Not surprisingly, one of the largest challenges – and the hardest to overcome – as identified by all three parties is the lack of financial resources. Many students with disabilities find it hard to secure financing to complete the program, and in light of the challenges faced by individuals with disabilities in the work force, it can be very difficult to pay back the money borrowed to complete the program after graduation.
Recently, the Department of Education (on behalf of President Obama) made an announcement that lightened the financial burden on hundreds of thousands of Americans with disability; this announcement will not only ensure that students with disabilities can begin their working careers debt free after graduation, it may also ensure that financial support is easier to secure before enrolling in post-secondary education.
Interested? Please read on to learn more!
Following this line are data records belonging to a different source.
use std::fmt;

use serde::Serialize;

use crate::StrategyId;

/// Result of a single toggle request.
#[derive(Debug, Clone, PartialEq, Eq, Serialize)]
#[serde(tag = "outcome", content = "detail", rename_all = "snake_case")]
pub enum ToggleOutcome {
    /// The unit is protected; nothing was changed.
    AlreadyCritical,
    /// The capability applied the change and the ledger recorded it.
    Applied { now_suspended: bool },
    /// The privileged capability is not held, or the call could not be made.
    CapabilityUnavailable,
    /// The OS refused to apply the change to this unit.
    PolicyError(String),
    /// The OS change was applied but the ledger write failed; the change was
    /// rolled back on a best-effort basis.
    StoreFailed(String),
}

impl ToggleOutcome {
    #[must_use]
    pub fn is_applied(&self) -> bool {
        matches!(self, Self::Applied { .. })
    }
}

impl fmt::Display for ToggleOutcome {
    fn fmt(&self, f: &mut fmt::Formatter<'_>) -> fmt::Result {
        match self {
            Self::AlreadyCritical => f.write_str("rejected: unit is critical"),
            Self::Applied {
                now_suspended: true,
            } => f.write_str("frozen"),
            Self::Applied {
                now_suspended: false,
            } => f.write_str("unfrozen"),
            Self::CapabilityUnavailable => f.write_str("privileged capability unavailable"),
            Self::PolicyError(reason) => write!(f, "policy error: {reason}"),
            Self::StoreFailed(reason) => write!(f, "ledger write failed: {reason}"),
        }
    }
}

/// What a resolver returns for one `launch` call.
#[derive(Debug, Clone, Copy, PartialEq, Eq, Serialize)]
pub struct LaunchResult {
    pub success: bool,
    pub selected_strategy: Option<StrategyId>,
    pub verified: bool,
}

impl LaunchResult {
    #[must_use]
    pub const fn failed() -> Self {
        Self {
            success: false,
            selected_strategy: None,
            verified: false,
        }
    }

    /// `verified` is false when the start was accepted but no check could
    /// confirm it.
    #[must_use]
    pub const fn succeeded(strategy: StrategyId, verified: bool) -> Self {
        Self {
            success: true,
            selected_strategy: Some(strategy),
            verified,
        }
    }
}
Debt Forgiveness for Americans with Permanent Disability
On Tuesday, April 2, 2016 the US Department of Education announced that it will be revamping the process through which individuals with disability apply for total student debt forgiveness – a decision that will positively impact 400,000 individuals with disability, and would forgive $7.7 billion in student loan debt. According to an article on Market Watch, of those 400,000 individuals approximately 170,000 borrowers “are in default on their student loans, and of that group more than 100,000 are at risk of having their tax refunds or Social Security checks garnished to pay off that debt.[i]”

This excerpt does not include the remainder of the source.